The Price Of War

The Price Of War

A political action group outlines how much Virginians are paying for the Iraq War. is trying to give Northern Virginians a bad case of sticker shock.

The local chapter of the liberal political action group issued a report last week that details how many Northern Virginia tax dollars have gone towards funding the Iraq War.

According to the report, taxpayers in Virginia’s 8th congressional district, which includes all of Arlington and Alexandria and parts of Fairfax County, have had $1.45 billion of their federal taxes go towards the war since its inception in 2003.

"MoveOn is calling for a start to the end of the war," Robert Platt, a local MoveOn organizer, said.

The report, which was part of a nationwide effort by to detail the financial cost of the war, describes the conflict as an "unwinnable civil war" and lists several areas, such as health care, education and public safety, where the 8th district’s federal money could have been spent if not on the Iraq War.

"With the costs of the war expected to ultimately double, taxpayers in Virginia cannot afford another $1.45 billion to keep our troops stuck in… Iraq," the report said, "Especially when our communities are paying such a heavy price."

WHILE THE 8TH congressional district, represented by U.S. Rep. Jim Moran (D), has one of Virginia’s highest tax burdens for the war, its neighbors to the west are paying the most for the Iraq conflict out of any district in the commonwealth, according to the MoveOn report.

The report says that taxpayers from U.S. Rep. Frank Wolf’s (R) 10th district have contributed $1.63 billion to the cost of the war while the 11th district, represented by U.S. Rep. Tom Davis (R), has paid $1.83 billion, the highest in Virginia.
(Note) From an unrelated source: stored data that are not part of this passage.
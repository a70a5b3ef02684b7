use chrono::{DateTime, SecondsFormat, Utc};
use serde::{de::DeserializeOwned, Deserialize, Serialize};
use serde_json::{Map, Value};

use crate::{Result, CREATED_AT_FIELD, ID_FIELD, UPDATED_AT_FIELD};

/// A schemaless record stored in a collection.
///
/// A document is a JSON object. Besides the caller's fields it carries three system
/// fields managed by the store: `_id`, `createdAt` and `updatedAt`. Field order is
/// preserved across load and save.
///
/// The store itself stays schema-agnostic; callers that want typed access project a
/// document into their own struct with [`Document::parse`].
#[derive(Debug, Clone, Default, PartialEq, Eq, Serialize, Deserialize)]
#[serde(transparent)]
pub struct Document(Map<String, Value>);

/// Returns the current time in the ISO-8601 form stored in `createdAt`/`updatedAt`.
pub fn timestamp_now() -> String { Utc::now().to_rfc3339_opts(SecondsFormat::Millis, true) }

/// Generates a fresh collision-resistant document identifier.
pub fn new_document_id() -> String { cuid2::create_id() }

/// Returns `true` for the fields a caller can never set directly.
pub fn is_system_field(field: &str) -> bool {
    field == ID_FIELD || field == CREATED_AT_FIELD || field == UPDATED_AT_FIELD
}

impl Document {
    /// Builds a freshly inserted document.
    ///
    /// The caller's fields are copied first and the system fields applied afterwards,
    /// so an `_id` or timestamp supplied by the caller never survives.
    pub(crate) fn new_inserted(fields: &Map<String, Value>, id: String, now: &str) -> Self {
        let mut data = Map::with_capacity(fields.len().saturating_add(3));
        data.insert(ID_FIELD.to_owned(), Value::String(id));
        for (key, value) in fields {
            if !is_system_field(key) {
                data.insert(key.clone(), value.clone());
            }
        }
        data.insert(CREATED_AT_FIELD.to_owned(), Value::String(now.to_owned()));
        data.insert(UPDATED_AT_FIELD.to_owned(), Value::String(now.to_owned()));
        Self(data)
    }

    /// Shallow-merges `fields` into the document and refreshes `updatedAt`.
    ///
    /// `_id` and `createdAt` are immutable and silently kept.
    pub(crate) fn merge(&mut self, fields: &Map<String, Value>, now: &str) {
        for (key, value) in fields {
            if key != ID_FIELD && key != CREATED_AT_FIELD {
                self.0.insert(key.clone(), value.clone());
            }
        }
        self.0
            .insert(UPDATED_AT_FIELD.to_owned(), Value::String(now.to_owned()));
    }

    /// Returns the document identifier, if the document has a string `_id`.
    pub fn id(&self) -> Option<&str> { self.0.get(ID_FIELD).and_then(Value::as_str) }

    /// Returns the parsed `createdAt` timestamp.
    pub fn created_at(&self) -> Option<DateTime<Utc>> { self.timestamp(CREATED_AT_FIELD) }

    /// Returns the parsed `updatedAt` timestamp.
    pub fn updated_at(&self) -> Option<DateTime<Utc>> { self.timestamp(UPDATED_AT_FIELD) }

    fn timestamp(&self, field: &str) -> Option<DateTime<Utc>> {
        self.0
            .get(field)
            .and_then(Value::as_str)
            .and_then(|s| DateTime::parse_from_rfc3339(s).ok())
            .map(|dt| dt.with_timezone(&Utc))
    }

    /// Returns the value of a top-level field.
    pub fn get(&self, field: &str) -> Option<&Value> { self.0.get(field) }

    /// Returns all fields, system fields included.
    pub const fn fields(&self) -> &Map<String, Value> { &self.0 }

    /// Consumes the document and returns its fields.
    pub fn into_map(self) -> Map<String, Value> { self.0 }

    /// Deserializes the document into a caller-defined type.
    ///
    /// ```rust
    /// use serde::Deserialize;
    /// use serde_json::json;
    /// use showroom_store::Document;
    ///
    /// #[derive(Deserialize)]
    /// struct Car {
    ///     brand: String,
    ///     price: u64,
    /// }
    ///
    /// let doc = Document::from(json!({"brand": "Audi", "price": 4_100_000}).as_object().unwrap().clone());
    /// let car: Car = doc.parse().unwrap();
    /// assert_eq!(car.brand, "Audi");
    /// assert_eq!(car.price, 4_100_000);
    /// ```
    pub fn parse<T>(&self) -> Result<T>
    where
        T: DeserializeOwned,
    {
        Ok(T::deserialize(Value::Object(self.0.clone()))?)
    }
}

impl From<Map<String, Value>> for Document {
    fn from(map: Map<String, Value>) -> Self { Self(map) }
}

impl From<Document> for Value {
    fn from(doc: Document) -> Self { Self::Object(doc.0) }
}
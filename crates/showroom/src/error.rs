use thiserror::Error;

/// Store-wide error type.
///
/// Missing collection files and mutations that match nothing are not errors; they
/// surface as empty results and zero counts. Everything listed here is propagated
/// to the caller as-is, the store never retries.
#[derive(Error, Debug)]
pub enum StoreError {
    /// File-system operation failed (anything other than a missing collection file)
    #[error("I/O error: {source}")]
    Io {
        #[from]
        source: std::io::Error,
    },

    /// A collection file could not be parsed or a value could not be serialized
    #[error("JSON error: {source}")]
    Json {
        #[from]
        source: serde_json::Error,
    },

    /// Filter rejected while parsing
    #[error("Invalid filter on field '{field}': {reason}")]
    InvalidFilter {
        field:  String,
        reason: String,
    },

    /// `$regex` pattern does not compile
    #[error("Invalid regular expression '{pattern}': {source}")]
    InvalidRegex {
        pattern: String,
        #[source]
        source:  regex::Error,
    },

    /// Update argument rejected while parsing
    #[error("Invalid update: {reason}")]
    InvalidUpdate {
        reason: String,
    },

    /// Sort specification rejected while parsing
    #[error("Invalid sort specification: {reason}")]
    InvalidSort {
        reason: String,
    },

    /// Aggregation pipeline rejected while parsing
    #[error("Invalid pipeline: {reason}")]
    InvalidPipeline {
        reason: String,
    },

    /// Insert payload is not a JSON object
    #[error("Invalid document: {reason}")]
    InvalidDocument {
        reason: String,
    },

    /// Configuration error
    #[error("Configuration error: {message}")]
    Config {
        message: String,
    },
}

/// Result type alias for store operations.
pub type Result<T> = std::result::Result<T, StoreError>;
//! # fedlink-core
//!
//! Shared error taxonomy for the fedlink federation toolkit.
//!
//! Every other crate in the workspace reports failures through one of the
//! three error families defined here:
//!
//! - [`ParsingError`]: malformed or unexpected protocol XML
//! - [`ProcessingError`]: transformation, canonicalization, and signing
//!   failures
//! - [`ConfigurationError`]: invalid or missing configuration needed to
//!   construct a parser, writer, or signer

#![forbid(unsafe_code)]
#![warn(missing_docs)]

pub mod error;

pub use error::{
    ConfigurationError, ParsingError, ParsingResult, ProcessingError, ProcessingResult,
};
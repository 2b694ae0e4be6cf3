//! # fedlink-dsig
//!
//! Enveloped XML signature creation and validation.
//!
//! [`sign_document`] is a builder: it takes a document string, digests
//! the referenced element under the configured canonicalization, and
//! returns a new string with the `dsig:Signature` spliced in after the
//! element's `Issuer` child. [`validate_document`] recomputes the
//! reference digest under the declared transforms and verifies
//! `SignedInfo` against a caller-supplied RSA key; a key embedded in
//! `KeyInfo` can be recovered with [`keyinfo::extract_key_value`].

#![forbid(unsafe_code)]

pub mod algorithms;
pub mod c14n;
mod ids;
pub mod keyinfo;
pub mod sign;
pub mod verify;

pub use algorithms::{CanonicalizationAlgorithm, SignatureAlgorithm};
pub use sign::{sign_document, SignatureConfig};
pub use verify::validate_document;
Northern Virginia’s congressional delegation is mixed on their views of the Iraq War. Moran, along with Sen. Jim Webb (D), have been vociferously opposed to the conflict while Wolf, Davis and Sen. John Warner (R) originally supported it.

"[Moran] has taken a real lead role to cut off funding and stop sending troops there," Frank Shafroth, Moran’s chief of staff, said. "This [report] is helpful."

While Shafroth agreed with the basic thrust of the report, he took issue with its claims that, were the war to be halted, money would be available for other projects. He said that this is a fallacy because the war has been financed almost entirely on debt.

"If you stop the war there will be no money for anyone else," Shafroth said. "The money that would be going to Iraq won’t be there."

Webb has also been an opponent of the war since entering Congress at the beginning of this year. His spokesperson, Jessica Smith, said that Webb has been against the Iraq War since the beginning and is looking for ways to lessen its burden on Virginia taxpayers.

She said that Webb has introduced legislation to establish a Commission on Wartime Contracting that could "potentially save American taxpayers billions of dollars."

A staffer in Wolf’s office said Wolfs was out of town and could not be reached for comment. Davis and Warner did not return requests for comment on this story.

THE ISSUING of the MoveOn report was accompanied by a MoveOn-organized rally in Arlington. Roughly a dozen people showed up to show their distaste for the rising cost of the Iraq War.

"It’s very destructive, this war," said Arlingtonian Tom Pallow. Pallow is a former mortgage broker and financial consultant and he said he was concerned with the Iraq War’s economic consequences for the U.S. in global markets.

"The rest of the world is losing confidence in us… We’re spending way too much money policing the world," he said. "The dollar is sinking."

Arlington resident Susie Humphreys attended the rally because she said, "I want the war to end as soon as possible."

She also said that she felt that MoveOn’s estimates of the cost of the war were too low because they did not take into account the health care costs of injured veterans. Humphreys also said that she is just as concerned about the cost the war is inflicting on Iraqis, in money and in lives.

Platt was pleased with the turnout at the event and the convictions of those who showed up. "This is indicative of the high level of activism in Arlington," he said.